Records supplied: Begin

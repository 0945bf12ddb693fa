//! Placeholder sessions occupying abused nicknames.

use crate::proto::irc_to_lower;
use crate::state::Uid;
use dashmap::DashMap;
use dashmap::mapref::entry::Entry;
use std::time::{Duration, Instant};

/// A placeholder currently holding a nickname.
#[derive(Debug, Clone, PartialEq, Eq)]
pub struct DummyOccupant {
    /// Nickname being held.
    pub nick: String,
    /// UID the placeholder was introduced with.
    pub uid: Uid,
    /// Offending host the occupation was created for.
    pub host: String,
    /// Start of the occupation, for expiry.
    pub created_at: Instant,
}

/// At most one placeholder per (casefolded) nickname.
#[derive(Debug, Default)]
pub struct DummyRegistry {
    occupants: DashMap<String, DummyOccupant>,
}

impl DummyRegistry {
    /// Create an empty registry.
    pub fn new() -> Self {
        Self::default()
    }

    /// Record a placeholder. Fails if the nickname is already occupied.
    pub fn claim(&self, occupant: DummyOccupant) -> bool {
        match self.occupants.entry(irc_to_lower(&occupant.nick)) {
            Entry::Occupied(_) => false,
            Entry::Vacant(slot) => {
                slot.insert(occupant);
                true
            }
        }
    }

    /// Placeholder holding `nick`, if any.
    pub fn get(&self, nick: &str) -> Option<DummyOccupant> {
        self.occupants
            .get(&irc_to_lower(nick))
            .map(|o| o.value().clone())
    }

    /// Whether `nick` is held by a placeholder.
    pub fn contains(&self, nick: &str) -> bool {
        self.occupants.contains_key(&irc_to_lower(nick))
    }

    /// Whether any placeholder uses `uid`.
    pub fn has_uid(&self, uid: &str) -> bool {
        self.occupants.iter().any(|o| o.uid == uid)
    }

    /// Forget the placeholder holding `nick`, returning it.
    pub fn release(&self, nick: &str) -> Option<DummyOccupant> {
        self.occupants.remove(&irc_to_lower(nick)).map(|(_, o)| o)
    }

    /// Forget the placeholder using `uid`, if any.
    pub fn remove_by_uid(&self, uid: &str) -> Option<DummyOccupant> {
        let key = self
            .occupants
            .iter()
            .find(|o| o.uid == uid)
            .map(|o| o.key().clone())?;
        self.occupants
            .remove_if(&key, |_, o| o.uid == uid)
            .map(|(_, o)| o)
    }

    /// Placeholders older than `lifetime`.
    pub fn expired(&self, now: Instant, lifetime: Duration) -> Vec<DummyOccupant> {
        self.occupants
            .iter()
            .filter(|o| now.saturating_duration_since(o.created_at) >= lifetime)
            .map(|o| o.value().clone())
            .collect()
    }

    /// Number of active placeholders.
    pub fn len(&self) -> usize {
        self.occupants.len()
    }

    /// Whether no placeholder is active.
    pub fn is_empty(&self) -> bool {
        self.occupants.is_empty()
    }

    /// Forget every placeholder (link loss).
    pub fn clear(&self) {
        self.occupants.clear();
    }
}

Records supplied: End

**What to work on:** Above are the records; set each one down word for word.

**Your solution:**
repository 0945bf12ddb693fa
//! Placeholder sessions occupying abused nicknames.

use crate::proto::irc_to_lower;
use crate::state::Uid;
use dashmap::DashMap;
use dashmap::mapref::entry::Entry;
use std::time::{Duration, Instant};

/// A placeholder currently holding a nickname.
#[derive(Debug, Clone, PartialEq, Eq)]
pub struct DummyOccupant {
    /// Nickname being held.
    pub nick: String,
    /// UID the placeholder was introduced with.
    pub uid: Uid,
    /// Offending host the occupation was created for.
    pub host: String,
    /// Start of the occupation, for expiry.
    pub created_at: Instant,
}

/// At most one placeholder per (casefolded) nickname.
#[derive(Debug, Default)]
pub struct DummyRegistry {
    occupants: DashMap<String, DummyOccupant>,
}

impl DummyRegistry {
    /// Create an empty registry.
    pub fn new() -> Self {
        Self::default()
    }

    /// Record a placeholder. Fails if the nickname is already occupied.
    pub fn claim(&self, occupant: DummyOccupant) -> bool {
        match self.occupants.entry(irc_to_lower(&occupant.nick)) {
            Entry::Occupied(_) => false,
            Entry::Vacant(slot) => {
                slot.insert(occupant);
                true
            }
        }
    }

    /// Placeholder holding `nick`, if any.
    pub fn get(&self, nick: &str) -> Option<DummyOccupant> {
        self.occupants
            .get(&irc_to_lower(nick))
            .map(|o| o.value().clone())
    }

    /// Whether `nick` is held by a placeholder.
    pub fn contains(&self, nick: &str) -> bool {
        self.occupants.contains_key(&irc_to_lower(nick))
    }

    /// Whether any placeholder uses `uid`.
    pub fn has_uid(&self, uid: &str) -> bool {
        self.occupants.iter().any(|o| o.uid == uid)
    }

    /// Forget the placeholder holding `nick`, returning it.
    pub fn release(&self, nick: &str) -> Option<DummyOccupant> {
        self.occupants.remove(&irc_to_lower(nick)).map(|(_, o)| o)
    }

    /// Forget the placeholder using `uid`, if any.
    pub fn remove_by_uid(&self, uid: &str) -> Option<DummyOccupant> {
        let key = self
            .occupants
            .iter()
            .find(|o| o.uid == uid)
            .map(|o| o.key().clone())?;
        self.occupants
            .remove_if(&key, |_, o| o.uid == uid)
            .map(|(_, o)| o)
    }

    /// Placeholders older than `lifetime`.
    pub fn expired(&self, now: Instant, lifetime: Duration) -> Vec<DummyOccupant> {
        self.occupants
            .iter()
            .filter(|o| now.saturating_duration_since(o.created_at) >= lifetime)
            .map(|o| o.value().clone())
            .collect()
    }

    /// Number of active placeholders.
    pub fn len(&self) -> usize {
        self.occupants.len()
    }

    /// Whether no placeholder is active.
    pub fn is_empty(&self) -> bool {
        self.occupants.is_empty()
    }

    /// Forget every placeholder (link loss).
    pub fn clear(&self) {
        self.occupants.clear();
    }
}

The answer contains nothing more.